Exercise objective =
The answer must be a single number: the count of lines in the data below that hold the word "bool".

BEGIN Exercise data

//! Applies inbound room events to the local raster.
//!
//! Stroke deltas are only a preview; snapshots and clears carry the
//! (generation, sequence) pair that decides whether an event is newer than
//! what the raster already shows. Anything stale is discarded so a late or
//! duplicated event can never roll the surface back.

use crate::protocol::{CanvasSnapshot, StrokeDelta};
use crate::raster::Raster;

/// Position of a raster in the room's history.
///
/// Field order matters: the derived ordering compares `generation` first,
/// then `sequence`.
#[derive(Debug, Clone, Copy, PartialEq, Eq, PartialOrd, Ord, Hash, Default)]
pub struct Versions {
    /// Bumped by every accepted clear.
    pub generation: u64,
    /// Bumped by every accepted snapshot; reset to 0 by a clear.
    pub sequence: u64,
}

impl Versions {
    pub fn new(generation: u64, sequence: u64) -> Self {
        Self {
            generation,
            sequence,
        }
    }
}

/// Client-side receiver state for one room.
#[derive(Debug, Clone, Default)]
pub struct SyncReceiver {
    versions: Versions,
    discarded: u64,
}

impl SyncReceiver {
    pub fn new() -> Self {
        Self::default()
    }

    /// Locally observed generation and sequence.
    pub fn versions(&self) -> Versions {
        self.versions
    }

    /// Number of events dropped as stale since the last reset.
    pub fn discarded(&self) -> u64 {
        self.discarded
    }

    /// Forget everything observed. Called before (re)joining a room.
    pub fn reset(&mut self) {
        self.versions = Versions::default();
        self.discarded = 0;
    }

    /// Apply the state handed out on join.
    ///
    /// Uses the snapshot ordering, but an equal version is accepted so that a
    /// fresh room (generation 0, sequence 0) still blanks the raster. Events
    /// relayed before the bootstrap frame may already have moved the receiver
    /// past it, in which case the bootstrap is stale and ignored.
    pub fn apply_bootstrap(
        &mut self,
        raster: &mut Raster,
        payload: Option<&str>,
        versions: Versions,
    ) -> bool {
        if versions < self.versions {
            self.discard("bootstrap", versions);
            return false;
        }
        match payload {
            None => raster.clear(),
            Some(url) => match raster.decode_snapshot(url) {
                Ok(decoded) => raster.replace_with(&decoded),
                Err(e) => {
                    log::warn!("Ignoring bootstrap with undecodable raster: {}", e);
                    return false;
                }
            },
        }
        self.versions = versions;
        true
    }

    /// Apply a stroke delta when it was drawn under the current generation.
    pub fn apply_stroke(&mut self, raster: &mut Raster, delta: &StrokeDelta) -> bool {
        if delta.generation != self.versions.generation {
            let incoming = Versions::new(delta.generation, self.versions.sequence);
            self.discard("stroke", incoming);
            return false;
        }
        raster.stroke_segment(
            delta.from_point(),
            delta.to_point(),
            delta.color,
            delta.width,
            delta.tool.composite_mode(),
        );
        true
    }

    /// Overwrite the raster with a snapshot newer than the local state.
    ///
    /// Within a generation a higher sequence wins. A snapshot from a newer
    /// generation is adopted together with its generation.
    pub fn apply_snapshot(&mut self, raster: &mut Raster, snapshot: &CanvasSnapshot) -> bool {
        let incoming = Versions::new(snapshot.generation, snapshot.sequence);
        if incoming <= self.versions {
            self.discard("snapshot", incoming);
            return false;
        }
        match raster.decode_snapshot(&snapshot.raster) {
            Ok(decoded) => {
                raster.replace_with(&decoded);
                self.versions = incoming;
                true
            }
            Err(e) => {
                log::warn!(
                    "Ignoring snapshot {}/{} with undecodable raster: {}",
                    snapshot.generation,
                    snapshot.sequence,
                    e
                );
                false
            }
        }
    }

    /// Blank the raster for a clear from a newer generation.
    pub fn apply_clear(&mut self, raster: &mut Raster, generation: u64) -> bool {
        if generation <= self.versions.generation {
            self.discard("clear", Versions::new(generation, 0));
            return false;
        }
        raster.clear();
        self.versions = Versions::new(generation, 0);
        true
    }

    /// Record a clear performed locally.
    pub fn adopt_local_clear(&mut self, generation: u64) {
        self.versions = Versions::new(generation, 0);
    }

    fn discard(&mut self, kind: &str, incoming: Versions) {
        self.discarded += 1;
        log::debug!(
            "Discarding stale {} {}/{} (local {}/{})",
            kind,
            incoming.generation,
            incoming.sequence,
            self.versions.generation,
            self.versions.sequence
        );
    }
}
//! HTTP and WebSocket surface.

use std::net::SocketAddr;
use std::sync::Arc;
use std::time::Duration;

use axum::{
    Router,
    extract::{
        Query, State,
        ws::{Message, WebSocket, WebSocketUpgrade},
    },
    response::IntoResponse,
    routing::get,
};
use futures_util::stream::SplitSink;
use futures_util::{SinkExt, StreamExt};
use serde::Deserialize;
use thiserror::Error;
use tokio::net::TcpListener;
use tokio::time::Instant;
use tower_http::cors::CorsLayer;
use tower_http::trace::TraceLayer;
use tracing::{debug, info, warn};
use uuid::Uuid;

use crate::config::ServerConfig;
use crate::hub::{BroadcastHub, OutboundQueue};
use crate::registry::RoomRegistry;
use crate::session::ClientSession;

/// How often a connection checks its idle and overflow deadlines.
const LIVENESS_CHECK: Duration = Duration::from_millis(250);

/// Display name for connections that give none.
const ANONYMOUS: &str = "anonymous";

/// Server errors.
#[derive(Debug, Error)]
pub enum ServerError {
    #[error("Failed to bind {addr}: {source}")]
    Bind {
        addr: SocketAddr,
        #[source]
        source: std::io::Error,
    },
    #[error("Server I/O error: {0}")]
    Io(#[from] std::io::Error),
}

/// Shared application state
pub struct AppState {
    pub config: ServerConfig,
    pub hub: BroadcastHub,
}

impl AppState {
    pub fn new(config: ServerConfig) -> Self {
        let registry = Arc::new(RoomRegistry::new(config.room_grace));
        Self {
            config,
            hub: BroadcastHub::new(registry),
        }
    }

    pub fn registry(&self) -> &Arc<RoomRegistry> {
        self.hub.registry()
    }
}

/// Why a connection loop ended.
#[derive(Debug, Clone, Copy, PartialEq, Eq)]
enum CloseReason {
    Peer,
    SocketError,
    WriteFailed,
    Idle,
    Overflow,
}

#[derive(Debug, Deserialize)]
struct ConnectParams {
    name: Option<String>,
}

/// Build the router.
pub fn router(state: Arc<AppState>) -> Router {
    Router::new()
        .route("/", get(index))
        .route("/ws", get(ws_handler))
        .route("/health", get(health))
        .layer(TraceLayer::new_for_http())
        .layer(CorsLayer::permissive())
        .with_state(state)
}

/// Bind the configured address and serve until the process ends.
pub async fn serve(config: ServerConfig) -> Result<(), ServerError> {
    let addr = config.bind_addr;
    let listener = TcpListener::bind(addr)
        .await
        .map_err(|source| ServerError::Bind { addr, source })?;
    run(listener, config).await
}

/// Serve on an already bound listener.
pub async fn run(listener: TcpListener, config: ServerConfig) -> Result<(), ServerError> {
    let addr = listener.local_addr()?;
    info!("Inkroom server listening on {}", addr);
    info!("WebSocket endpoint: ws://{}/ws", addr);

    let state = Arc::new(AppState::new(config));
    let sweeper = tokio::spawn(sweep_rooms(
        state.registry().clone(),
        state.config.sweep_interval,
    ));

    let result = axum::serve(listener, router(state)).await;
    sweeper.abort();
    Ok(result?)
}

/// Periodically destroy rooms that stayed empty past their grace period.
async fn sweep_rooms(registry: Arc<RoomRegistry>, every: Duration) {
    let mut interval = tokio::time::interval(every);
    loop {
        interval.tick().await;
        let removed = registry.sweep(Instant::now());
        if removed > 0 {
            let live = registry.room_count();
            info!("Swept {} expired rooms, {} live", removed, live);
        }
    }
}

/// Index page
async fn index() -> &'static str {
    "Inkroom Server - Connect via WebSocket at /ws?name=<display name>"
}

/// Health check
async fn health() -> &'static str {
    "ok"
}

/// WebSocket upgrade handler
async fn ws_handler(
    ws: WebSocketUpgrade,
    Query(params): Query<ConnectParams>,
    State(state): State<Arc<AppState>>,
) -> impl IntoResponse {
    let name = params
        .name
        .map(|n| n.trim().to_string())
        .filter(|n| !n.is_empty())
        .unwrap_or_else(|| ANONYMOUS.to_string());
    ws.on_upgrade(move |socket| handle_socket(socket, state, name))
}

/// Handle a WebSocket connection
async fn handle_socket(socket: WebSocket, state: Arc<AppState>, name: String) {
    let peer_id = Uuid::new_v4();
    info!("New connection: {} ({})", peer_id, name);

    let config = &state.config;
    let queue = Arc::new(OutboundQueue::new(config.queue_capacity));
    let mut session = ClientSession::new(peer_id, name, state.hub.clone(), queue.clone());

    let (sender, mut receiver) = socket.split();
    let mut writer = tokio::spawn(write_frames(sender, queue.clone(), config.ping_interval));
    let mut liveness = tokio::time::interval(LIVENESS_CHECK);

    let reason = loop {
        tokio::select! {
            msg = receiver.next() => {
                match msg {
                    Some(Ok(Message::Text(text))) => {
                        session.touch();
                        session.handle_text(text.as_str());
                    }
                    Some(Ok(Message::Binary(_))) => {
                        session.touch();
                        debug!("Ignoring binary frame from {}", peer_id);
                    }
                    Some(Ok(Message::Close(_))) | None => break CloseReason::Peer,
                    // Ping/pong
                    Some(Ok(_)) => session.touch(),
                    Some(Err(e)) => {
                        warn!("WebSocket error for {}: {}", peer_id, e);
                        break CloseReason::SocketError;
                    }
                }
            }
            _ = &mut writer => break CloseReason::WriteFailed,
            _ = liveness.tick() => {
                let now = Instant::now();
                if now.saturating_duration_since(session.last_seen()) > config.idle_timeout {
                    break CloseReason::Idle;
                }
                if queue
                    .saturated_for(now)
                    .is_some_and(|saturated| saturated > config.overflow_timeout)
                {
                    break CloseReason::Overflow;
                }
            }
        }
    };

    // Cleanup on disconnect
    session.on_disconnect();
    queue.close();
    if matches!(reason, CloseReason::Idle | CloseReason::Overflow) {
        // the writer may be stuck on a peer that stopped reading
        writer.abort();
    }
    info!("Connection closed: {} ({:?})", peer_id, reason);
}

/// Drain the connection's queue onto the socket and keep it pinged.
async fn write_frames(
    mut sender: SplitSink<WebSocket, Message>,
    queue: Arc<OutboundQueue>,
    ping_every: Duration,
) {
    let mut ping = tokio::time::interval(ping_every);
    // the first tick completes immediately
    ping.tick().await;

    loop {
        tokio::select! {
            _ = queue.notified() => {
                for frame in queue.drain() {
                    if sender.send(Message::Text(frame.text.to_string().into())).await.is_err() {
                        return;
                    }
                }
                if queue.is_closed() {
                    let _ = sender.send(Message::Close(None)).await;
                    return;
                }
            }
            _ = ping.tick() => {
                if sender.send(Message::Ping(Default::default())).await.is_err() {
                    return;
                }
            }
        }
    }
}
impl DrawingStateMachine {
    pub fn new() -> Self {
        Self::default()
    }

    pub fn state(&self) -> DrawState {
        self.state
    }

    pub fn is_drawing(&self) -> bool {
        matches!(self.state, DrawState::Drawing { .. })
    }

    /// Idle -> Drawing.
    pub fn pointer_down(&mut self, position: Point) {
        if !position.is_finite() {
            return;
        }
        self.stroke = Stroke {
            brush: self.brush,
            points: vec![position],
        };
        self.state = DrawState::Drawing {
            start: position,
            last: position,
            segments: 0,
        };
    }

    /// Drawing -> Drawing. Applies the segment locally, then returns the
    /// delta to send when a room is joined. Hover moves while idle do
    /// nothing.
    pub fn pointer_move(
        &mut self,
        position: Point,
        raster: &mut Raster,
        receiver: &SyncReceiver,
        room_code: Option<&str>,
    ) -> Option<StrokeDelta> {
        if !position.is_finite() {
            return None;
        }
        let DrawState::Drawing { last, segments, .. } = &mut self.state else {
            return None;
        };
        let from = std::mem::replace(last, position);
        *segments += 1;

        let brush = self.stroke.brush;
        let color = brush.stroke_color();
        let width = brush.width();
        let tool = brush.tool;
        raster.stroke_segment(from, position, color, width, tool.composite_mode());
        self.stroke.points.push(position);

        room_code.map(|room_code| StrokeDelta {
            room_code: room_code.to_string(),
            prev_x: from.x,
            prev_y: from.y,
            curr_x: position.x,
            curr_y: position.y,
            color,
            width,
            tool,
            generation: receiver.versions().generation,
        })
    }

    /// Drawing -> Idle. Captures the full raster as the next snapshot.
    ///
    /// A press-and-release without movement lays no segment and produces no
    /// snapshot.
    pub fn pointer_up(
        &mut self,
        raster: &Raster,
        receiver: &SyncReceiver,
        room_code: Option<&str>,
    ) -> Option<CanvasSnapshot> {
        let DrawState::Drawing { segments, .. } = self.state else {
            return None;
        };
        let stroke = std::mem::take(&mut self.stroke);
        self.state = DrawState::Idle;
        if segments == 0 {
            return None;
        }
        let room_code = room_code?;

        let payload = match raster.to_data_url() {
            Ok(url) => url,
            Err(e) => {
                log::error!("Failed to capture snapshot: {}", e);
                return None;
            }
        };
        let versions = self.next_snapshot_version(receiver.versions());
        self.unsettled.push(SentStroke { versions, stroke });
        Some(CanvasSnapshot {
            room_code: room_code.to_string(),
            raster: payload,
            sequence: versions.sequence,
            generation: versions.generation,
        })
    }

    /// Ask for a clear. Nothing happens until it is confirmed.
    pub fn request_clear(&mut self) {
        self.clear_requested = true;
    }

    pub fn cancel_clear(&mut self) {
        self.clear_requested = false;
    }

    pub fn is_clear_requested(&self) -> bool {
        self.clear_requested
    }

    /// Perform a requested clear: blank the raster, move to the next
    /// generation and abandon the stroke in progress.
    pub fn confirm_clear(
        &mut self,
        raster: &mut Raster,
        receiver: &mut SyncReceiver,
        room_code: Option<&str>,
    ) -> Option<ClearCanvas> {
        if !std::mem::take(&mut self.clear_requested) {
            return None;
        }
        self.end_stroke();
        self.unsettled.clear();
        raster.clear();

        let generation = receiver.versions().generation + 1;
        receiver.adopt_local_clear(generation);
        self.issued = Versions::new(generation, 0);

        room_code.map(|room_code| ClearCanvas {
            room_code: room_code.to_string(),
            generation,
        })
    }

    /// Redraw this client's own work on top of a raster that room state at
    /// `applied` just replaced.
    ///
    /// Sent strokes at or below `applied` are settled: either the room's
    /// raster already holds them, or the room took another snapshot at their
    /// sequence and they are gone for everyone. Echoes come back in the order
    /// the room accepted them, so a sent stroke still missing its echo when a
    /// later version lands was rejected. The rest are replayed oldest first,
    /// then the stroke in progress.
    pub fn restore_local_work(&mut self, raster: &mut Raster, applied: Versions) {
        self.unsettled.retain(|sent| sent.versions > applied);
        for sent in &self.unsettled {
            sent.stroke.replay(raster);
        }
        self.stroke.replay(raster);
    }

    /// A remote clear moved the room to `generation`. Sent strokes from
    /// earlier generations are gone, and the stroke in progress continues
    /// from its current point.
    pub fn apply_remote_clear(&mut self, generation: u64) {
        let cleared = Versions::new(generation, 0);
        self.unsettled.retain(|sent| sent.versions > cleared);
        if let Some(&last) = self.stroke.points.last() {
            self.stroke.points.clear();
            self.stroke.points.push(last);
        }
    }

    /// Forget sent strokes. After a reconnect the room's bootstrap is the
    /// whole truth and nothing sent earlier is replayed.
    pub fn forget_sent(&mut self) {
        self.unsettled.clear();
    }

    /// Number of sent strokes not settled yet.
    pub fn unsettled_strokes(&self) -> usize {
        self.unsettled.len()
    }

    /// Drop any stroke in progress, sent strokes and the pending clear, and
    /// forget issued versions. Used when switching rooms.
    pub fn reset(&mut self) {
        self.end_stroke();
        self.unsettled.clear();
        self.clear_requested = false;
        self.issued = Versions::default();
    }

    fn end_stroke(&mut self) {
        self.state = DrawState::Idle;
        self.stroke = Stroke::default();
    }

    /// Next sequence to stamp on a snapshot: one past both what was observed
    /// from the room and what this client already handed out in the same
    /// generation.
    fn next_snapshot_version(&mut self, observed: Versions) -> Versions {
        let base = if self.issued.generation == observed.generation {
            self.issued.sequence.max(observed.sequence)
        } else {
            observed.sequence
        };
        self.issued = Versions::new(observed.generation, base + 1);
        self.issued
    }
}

END Exercise data

Result =
6